Interigation Of Sitting Bull

Specifics of who did the interigation or when was not provided

Did you know the Long Haired Chief?

Sitting Bull-No.

What! Had you never seen him?

Sitting Bull-No. Many of the chiefs knew him.

What do they think of him?

Sitting Bull- He was a great warrior.

Was he brave?

Sitting Bull- He was a mighty chief.

(At this point the interviewer produced a map of the battlefield and briefed Sitting Bull on it's major points.)

Sitting Bull- We thought we were whipped.

Ah! Did you think the soldiers were too many for you?

Sitting Bull- Nat at first; but by-and-by, yes. Afterwards, no.

Tell me about the battle, where was the Indian camp first attacked?

Sitting Bull- Here (pointing to Reno's crossing on the map).

About what time in the day was that?

Sitting Bull- It was some two hours past the time when the sun is in the center of the sky.

What white chief was it who came over there against your warriors?

Sitting Bull- The Long Hair.

Are you sure?

Sitting Bull- The Long Hair commanded.

But you did not see him?

Sitting Bull- I have said that I never saw him.

Did any of the chiefs see him?

Not here, but there. (pointing yo Medicine Tail Coulee- Ford B).

Why do you think it was the Long Hair who crossed first and charged you here at the right side of the map?

Sitting Bull- A chief leads his warriors.

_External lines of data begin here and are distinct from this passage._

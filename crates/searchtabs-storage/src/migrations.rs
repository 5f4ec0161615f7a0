//! Database migrations
//!
//! The settings store only needs a single key/value table.

use crate::Result;
use rusqlite::Connection;

const SCHEMA_VERSION: i32 = 1;

pub fn run_migrations(conn: &Connection) -> Result<()> {
    let current_version = get_schema_version(conn)?;

    if current_version < 1 {
        migrate_v1(conn)?;
    }

    set_schema_version(conn, SCHEMA_VERSION)?;
    Ok(())
}

fn get_schema_version(conn: &Connection) -> Result<i32> {
    let result: std::result::Result<i32, _> =
        conn.query_row("SELECT version FROM schema_version LIMIT 1", [], |row| {
            row.get(0)
        });

    match result {
        Ok(v) => Ok(v),
        Err(rusqlite::Error::QueryReturnedNoRows) => Ok(0),
        Err(rusqlite::Error::SqliteFailure(_, _)) => {
            // Table doesn't exist yet
            conn.execute(
                "CREATE TABLE IF NOT EXISTS schema_version (version INTEGER NOT NULL)",
                [],
            )?;
            conn.execute("INSERT INTO schema_version (version) VALUES (0)", [])?;
            Ok(0)
        }
        Err(e) => Err(e.into()),
    }
}

fn set_schema_version(conn: &Connection, version: i32) -> Result<()> {
    conn.execute("DELETE FROM schema_version", [])?;
    conn.execute(
        "INSERT INTO schema_version (version) VALUES (?1)",
        [version],
    )?;
    Ok(())
}

fn migrate_v1(conn: &Connection) -> Result<()> {
    tracing::info!("Running migration v1: settings table");

    conn.execute_batch(
        r#"
        CREATE TABLE IF NOT EXISTS settings (
            key TEXT PRIMARY KEY,
            value TEXT NOT NULL,
            updated_at TEXT NOT NULL
        );
    "#,
    )?;

    Ok(())
}
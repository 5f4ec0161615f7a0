//! Rendering engine seam
//!
//! The engine is a black box: it gets a storage context and URLs, and reports
//! back through `SessionEvent`s delivered on the UI thread.

use serde::{Deserialize, Serialize};
use url::Url;

use searchtabs_storage::StorageContext;
use searchtabs_theme::Color;

use crate::Result;

/// One tab's rendering surface.
pub trait RenderSurface {
    fn bind(&mut self, context: &StorageContext);

    fn navigate(&mut self, url: &Url);

    fn reload(&mut self);

    /// Color shown behind the page while it paints.
    fn set_background(&mut self, color: Color);
}

/// Creates rendering surfaces for new tabs.
pub trait SurfaceFactory {
    fn create_surface(&mut self) -> Result<Box<dyn RenderSurface>>;
}

/// Lifecycle notifications emitted by the engine for one surface.
#[derive(Debug, Clone, PartialEq, Eq, Serialize, Deserialize)]
#[serde(tag = "type", rename_all = "snake_case")]
pub enum SessionEvent {
    NavigationStarted,
    Progress { percent: u8 },
    NavigationFinished { success: bool },
    TitleChanged { title: String },
}
//! Database connection and the persisted settings table

use chrono::Utc;
use parking_lot::Mutex;
use rusqlite::{Connection, OptionalExtension};
use std::path::Path;
use std::sync::Arc;

use crate::migrations::run_migrations;
use crate::Result;

/// Handle to the application settings store.
///
/// Cloning is cheap and every clone shares the same connection, so the
/// store is opened once at startup and handed to each component.
pub struct Database {
    conn: Arc<Mutex<Connection>>,
}

impl Database {
    pub fn open<P: AsRef<Path>>(path: P) -> Result<Self> {
        let conn = Connection::open(path)?;

        // WAL mode so a relaunched process never waits on the old one
        let _: String =
            conn.pragma_update_and_check(None, "journal_mode", "WAL", |row| row.get(0))?;

        run_migrations(&conn)?;

        Ok(Self {
            conn: Arc::new(Mutex::new(conn)),
        })
    }

    pub fn open_in_memory() -> Result<Self> {
        let conn = Connection::open_in_memory()?;
        run_migrations(&conn)?;

        Ok(Self {
            conn: Arc::new(Mutex::new(conn)),
        })
    }

    pub fn with_connection<F, T>(&self, f: F) -> Result<T>
    where
        F: FnOnce(&Connection) -> Result<T>,
    {
        let conn = self.conn.lock();
        f(&conn)
    }

    pub fn get_setting(&self, key: &str) -> Result<Option<String>> {
        self.with_connection(|conn| {
            let value = conn
                .query_row("SELECT value FROM settings WHERE key = ?1", [key], |row| {
                    row.get(0)
                })
                .optional()?;
            Ok(value)
        })
    }

    pub fn set_setting(&self, key: &str, value: &str) -> Result<()> {
        let updated_at = Utc::now().to_rfc3339();
        self.with_connection(|conn| {
            conn.execute(
                "INSERT OR REPLACE INTO settings (key, value, updated_at) VALUES (?1, ?2, ?3)",
                rusqlite::params![key, value, updated_at],
            )?;
            Ok(())
        })?;

        Ok(())
    }

    /// Checkpoint the write-ahead log into the main database file.
    ///
    /// Used before a process restart so the next process reads the
    /// latest values straight from the database file.
    pub fn flush(&self) -> Result<()> {
        self.with_connection(|conn| {
            conn.query_row("PRAGMA wal_checkpoint(FULL)", [], |_| Ok(()))?;
            Ok(())
        })
    }
}

impl Clone for Database {
    fn clone(&self) -> Self {
        Self {
            conn: Arc::clone(&self.conn),
        }
    }
}
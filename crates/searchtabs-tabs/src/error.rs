//! Tab error types

use thiserror::Error;

use crate::session::SessionId;

#[derive(Error, Debug)]
pub enum TabError {
    #[error("Tab not found: {0}")]
    NotFound(SessionId),

    #[error("Invalid state transition: {from} -> {to}")]
    InvalidTransition { from: String, to: String },

    #[error("No tab is focused")]
    NoFocusedTab,

    #[error("Rendering engine error: {0}")]
    Engine(String),
}
//! SearchTabs Theme Coordinator
//!
//! Resolves the user's theme preference (`System`, `Light`, `Dark`) into one of
//! two fixed palettes and tells subscribers whenever it changes.
//!
//! OS theme changes are observed on a dedicated listener thread and handed to
//! the UI thread through a bounded channel; nothing else crosses threads.

mod coordinator;
mod error;
mod listener;
mod palette;
mod preference;
mod source;
mod stylesheet;

pub use coordinator::{ThemeChange, ThemeCoordinator};
pub use error::ThemeError;
pub use palette::{Color, ColorPalette};
pub use preference::{EffectiveTheme, ThemePreference};
pub use source::{SystemThemeSource, ThemeSource};
pub use stylesheet::Icon;

pub type Result<T> = std::result::Result<T, ThemeError>;
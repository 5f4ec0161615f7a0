//! OS theme listener thread
//!
//! The thread only ever touches the channel sender and the running flag.
//! Everything else happens when the UI thread drains the channel.

use crossbeam_channel::{Sender, TrySendError};
use std::sync::atomic::{AtomicBool, Ordering};
use std::sync::Arc;
use std::thread;

use crate::source::ThemeSource;

/// Capacity of the listener-to-UI queue. One pending event is enough to
/// trigger a re-resolve, so overflow is dropped.
pub(crate) const EVENT_QUEUE_CAPACITY: usize = 8;

#[derive(Debug, Clone, PartialEq, Eq)]
pub(crate) struct OsThemeEvent {
    pub os_theme: String,
}

/// Clears the running flag however the thread exits.
struct RunningGuard(Arc<AtomicBool>);

impl Drop for RunningGuard {
    fn drop(&mut self) {
        self.0.store(false, Ordering::SeqCst);
    }
}

pub(crate) fn spawn(
    source: Arc<dyn ThemeSource>,
    events: Sender<OsThemeEvent>,
    running: Arc<AtomicBool>,
) -> std::io::Result<()> {
    thread::Builder::new()
        .name("os-theme-listener".to_string())
        .spawn(move || {
            let _guard = RunningGuard(running);
            run(source.as_ref(), &events);
        })?;
    Ok(())
}

fn run(source: &dyn ThemeSource, events: &Sender<OsThemeEvent>) {
    tracing::debug!("OS theme listener started");

    loop {
        let os_theme = match source.wait_for_change() {
            Ok(os_theme) => os_theme,
            Err(e) => {
                tracing::warn!(error = %e, "OS theme listener stopped");
                return;
            }
        };

        match events.try_send(OsThemeEvent { os_theme }) {
            Ok(()) => {}
            Err(TrySendError::Full(_)) => {
                tracing::debug!("OS theme event queue full, dropping event");
            }
            Err(TrySendError::Disconnected(_)) => {
                tracing::debug!("Theme coordinator gone, OS theme listener exiting");
                return;
            }
        }
    }
}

Was there a good fight here, on the right side of the map? Explain it to me.

Sitting Bull- It was so; I was lying in my lodge, some young men ran into me and said: The Long Hair is in the camp. They are firing in the camp. I said, all right, and jumped up and stepped out of my lodge.

Where was your lodge?

Sitting Bull- Here, with my people. (pointing to the group of Uncpapa lodges, designated as abandoned lodges on the map).

So the first attack was made, then, on the right side of the map, and upon the lodges of the Uncpapas?

Sitting Bull- Yes.

Here the lodges are said to have been deserted.

Sitting Bull- The old men, the squaws, and the children were hurried away.

Toward the other end of the camp?

Sitting Bull- Yes. Some of the Minneconjou women and children also left their lodges when the attack began.

Did you retreat at first?

Sitting Bull- Do you mean the warriors?

Yes, the fighting men.

Sitting Bull- Oh, we fell back, but it was not what warriors call a retreat; it was to gain time. It was the Long Hair who retreated. My people fought him here in the brush (designating the timber behind which the indians pressed Reno) and fell back across here (placing his finger on the line of Reno's retreat to the northern bluffs).

So you think that was the Long Hair whom your people fought in the timber, and who fell back afterwards to those heights?

Sitting Bull- Of Course.

What occurred afterward? Was there any heavy fighting after the retreat of the soldiers to the bluffs?

Sitting Bull- Not then; not there.

When? Where?

Sitting Bull- Why, down here (pointing at Ford B). That was where the big fight was fought a little later. After the Long Hair was driven back to the bluffs he took this road (tracing with his finger the line of Custer's march on the map), and went down to see if he could not beat us there.

When the fight commenced here (pointing to the spot where Custer advanced behind the Little Big Horn) what happened?

Sitting Bull- Hell!

You mean I suppose, a fierce battle?

Sitting Bull- I mean a thousand devils.

The village was by this time thoroughly aroused?

Sitting Bull- The squaws were like flying birds; the bullets were like humming bees.

You say that when the first attack was made off here on the right of the map, the old men and squaws and the children ran down the valley towards the left. What did they do when this second attack came from up here toward the left?

Sitting Bull- They ran back again to the right, here and there (pointing to the abandoned lodges reference on the map).

And where did the warriors run?

Sitting Bull- They ran to the fight, the big fight.

So that in the afternoon, after the first fight, on the right hand side of the map, was over, and after the big fight on the left side began, you say the squaws and children all returned to the right hand side, and that the warriors, the fighting men of all the Indian Camps, ran to the place where the big fight was going on?

Sitting Bull- Yes

Why was that? Were not some of the warriors left in front of the intrenchments on the bluffs, near the right side of the map? Did not you think it necessary, did not your war chiefs think it necessary,- to keep some of your young men there to fight the troops who had retreated to these intrenchments?

Sitting Bull- No.

Why?

Sitting Bull- You have forgotten.

How?

Sitting Bull- You forgot that only a few soldiers were left by the Long Hair on those bluffs. He took the main body of his soldiers with him to make the big fight down here on the left.

So there were no soldiers to make a fight left in the intrenchments on the right hand bluff?

I have spoken! It is enough. The squaws could deal with them. There were none but squaws and papposes in front of them that afternoon.

Well then, did the Cavalry, who came down and made the big fight; fight?

Sitting Bull- They fought. Many young men are missing from our lodges. But it is there an American squaw who has her husband left? Were there any Americans left to tell the story of that day?